Distribution of t-statistic

Proof of Theorem

  • Since X_1,\ldots,X_n is random sample from N(\mu,\sigma^2), we have that (see Slide 101) \overline{X} \sim N(\mu, \sigma^2/n)

  • Therefore, we can renormalize and obtain U := \frac{ \overline{X} - \mu }{ \sigma/\sqrt{n} } \sim N(0,1)

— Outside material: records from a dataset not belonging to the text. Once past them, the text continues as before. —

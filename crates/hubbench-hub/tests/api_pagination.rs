use std::path::{Path, PathBuf};
use std::sync::Arc;

use hubbench_hub::{
    Hub, HubConfig, HubStore, InMemoryRouteTable, NullSessionLifecycle, RouteTable,
    SessionLifecycle, DB_FILE_NAME, PAGINATION_MEDIA_TYPE,
};
use serde_json::Value;

const TOKEN: &str = "0123456789abcdef";

fn seed(dir: &Path, tenants: usize, sessions: usize) -> PathBuf {
    let db_path = dir.join(DB_FILE_NAME);
    let store = HubStore::open(&db_path).unwrap();
    store
        .in_transaction(|s| {
            s.insert_credential(TOKEN, "admin")?;
            for i in 0..tenants {
                let id = s.insert_tenant(&format!("tenant-{i}"))?;
                if i < sessions {
                    s.attach_session(id, "127.0.0.1", 12345)?;
                }
            }
            Ok(())
        })
        .unwrap();
    db_path
}

fn runtime() -> tokio::runtime::Runtime {
    tokio::runtime::Builder::new_current_thread()
        .enable_all()
        .build()
        .unwrap()
}

#[test]
fn pagination_walks_to_a_null_next_cursor() {
    let dir = tempfile::tempdir().unwrap();
    let db_path = seed(dir.path(), 120, 10);

    let routes = Arc::new(InMemoryRouteTable::new());
    let mut hub = Hub::new(
        HubConfig::new(db_path),
        Arc::new(NullSessionLifecycle::new()),
        routes.clone(),
    );
    let summary = hub.init_store().unwrap();
    assert_eq!(summary.tenants, 120);
    assert_eq!(summary.sessions, 10);

    runtime().block_on(async {
        let stats = hub.restore_sessions().await.unwrap();
        assert_eq!(stats.checked, 10);
        assert_eq!(stats.running, 10);
        assert_eq!(routes.list_routes().await.unwrap().len(), 10);
        assert_eq!(
            routes.list_routes().await.unwrap()["/user/tenant-0/"].target,
            "http://127.0.0.1:12345"
        );

        let handle = hub.serve_api().await.unwrap();
        let client = reqwest::Client::new();

        let probe = client.get(handle.api_url()).send().await.unwrap();
        assert!(probe.status().is_success());

        let users_url = format!("{}/users", handle.api_url());
        let mut offset: Option<u64> = None;
        let mut pages = 0;
        let mut names = Vec::new();
        loop {
            let mut request = client
                .get(&users_url)
                .header("Authorization", format!("token {TOKEN}"))
                .header("Accept", PAGINATION_MEDIA_TYPE);
            if let Some(offset) = offset {
                request = request.query(&[("offset", offset)]);
            }
            let body: Value = request.send().await.unwrap().json().await.unwrap();
            pages += 1;
            for item in body["items"].as_array().unwrap() {
                names.push(item["name"].as_str().unwrap().to_string());
            }
            assert_eq!(body["_pagination"]["total"].as_u64(), Some(120));
            match &body["_pagination"]["next"] {
                Value::Null => break,
                next => offset = Some(next["offset"].as_u64().unwrap()),
            }
        }
        assert_eq!(pages, 3);
        assert_eq!(offset, Some(100));
        assert_eq!(names.len(), 120);
        assert_eq!(names[0], "tenant-0");
        assert_eq!(names[119], "tenant-119");

        handle.shutdown().await;
    });
}

#[test]
fn wrong_credential_is_forbidden() {
    let dir = tempfile::tempdir().unwrap();
    let db_path = seed(dir.path(), 5, 0);

    let mut hub = Hub::new(
        HubConfig::new(db_path),
        Arc::new(NullSessionLifecycle::new()),
        Arc::new(InMemoryRouteTable::new()),
    );
    hub.init_store().unwrap();

    runtime().block_on(async {
        let handle = hub.serve_api().await.unwrap();
        let client = reqwest::Client::new();
        let users_url = format!("{}/users", handle.api_url());

        let missing = client.get(&users_url).send().await.unwrap();
        assert_eq!(missing.status().as_u16(), 403);

        let wrong = client
            .get(&users_url)
            .header("Authorization", "token not-the-credential")
            .send()
            .await
            .unwrap();
        assert_eq!(wrong.status().as_u16(), 403);

        handle.shutdown().await;
    });
}

#[test]
fn plain_listing_without_pagination_accept_header() {
    let dir = tempfile::tempdir().unwrap();
    let db_path = seed(dir.path(), 8, 3);

    let mut hub = Hub::new(
        HubConfig::new(db_path),
        Arc::new(NullSessionLifecycle::new()),
        Arc::new(InMemoryRouteTable::new()),
    );
    hub.init_store().unwrap();

    runtime().block_on(async {
        let handle = hub.serve_api().await.unwrap();
        let client = reqwest::Client::new();
        let body: Value = client
            .get(format!("{}/users", handle.api_url()))
            .header("Authorization", format!("token {TOKEN}"))
            .send()
            .await
            .unwrap()
            .json()
            .await
            .unwrap();
        let items = body.as_array().unwrap();
        assert_eq!(items.len(), 8);
        assert!(items[0]["session"].is_object());
        assert!(items[7]["session"].is_null());

        handle.shutdown().await;
    });
}

#[test]
fn ended_sessions_are_not_restored() {
    let dir = tempfile::tempdir().unwrap();
    let db_path = seed(dir.path(), 6, 4);

    let lifecycle = Arc::new(NullSessionLifecycle::new());
    let routes = Arc::new(InMemoryRouteTable::new());
    let mut hub = Hub::new(HubConfig::new(db_path), lifecycle.clone(), routes.clone());
    hub.init_store().unwrap();

    runtime().block_on(async {
        lifecycle.end("tenant-0").await;
        let stats = hub.restore_sessions().await.unwrap();
        assert_eq!(stats.checked, 4);
        assert_eq!(stats.running, 3);
        let routes = routes.list_routes().await.unwrap();
        assert!(!routes.contains_key("/user/tenant-0/"));
        assert!(routes.contains_key("/user/tenant-1/"));
    });
}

Distribution of t-statistic

Proof of Theorem

  • We have also shown that V := \frac{ (n-1) S^2 }{ \sigma^2 } \sim \chi_{n-1}^2

  • Finally, we can rewrite T as T = \frac{\overline{X}-\mu}{S/\sqrt{n}} = \frac{U}{ \sqrt{V/(n-1)} }

  • By the Theorem in Slide 118, we conclude that T \sim t_{n-1}

Properties of t-distribution

Proposition: Expectation and Variance of t-distribution

Suppose that T \sim t_p. We have:

  • If p>1 then {\rm I\kern-.3em E}[T] = 0
  • If p>2 then {\rm Var}[T] = \frac{p}{p-2}

Notes:

  • We have to assume p>1, otherwise {\rm I\kern-.3em E}[T] = \infty for p=1
  • We have to assume p>2, otherwise {\rm Var}[T] = \infty for p=1,2
  • {\rm I\kern-.3em E}[T] = 0 follows trivially from symmetry of the pdf f_T(t) around t=0
  • Computing {\rm Var}[T] is quite involved, and we skip it

t-distribution

Comparison with Standard Normal

The t_p distribution approximates the standard normal N(0,1):

  • t_p it is symmetric around zero and bell-shaped, like N(0,1)
  • t_p has heavier tails compared to N(0,1)
  • While the variance of N(0,1) is 1, the variance of t_p is \frac{p}{p-2}
  • We have that t_p \to N(0,1) \quad \text{as} \quad p \to \infty

Plot: Comparison with Standard Normal

References

[1]
Casella, George, Berger, Roger L., Statistical inference, second edition, Brooks/Cole, 2002.
[2]
Gosset (Student), W.S., The probable error of a mean, Biometrika. 6 (1908) 1–25.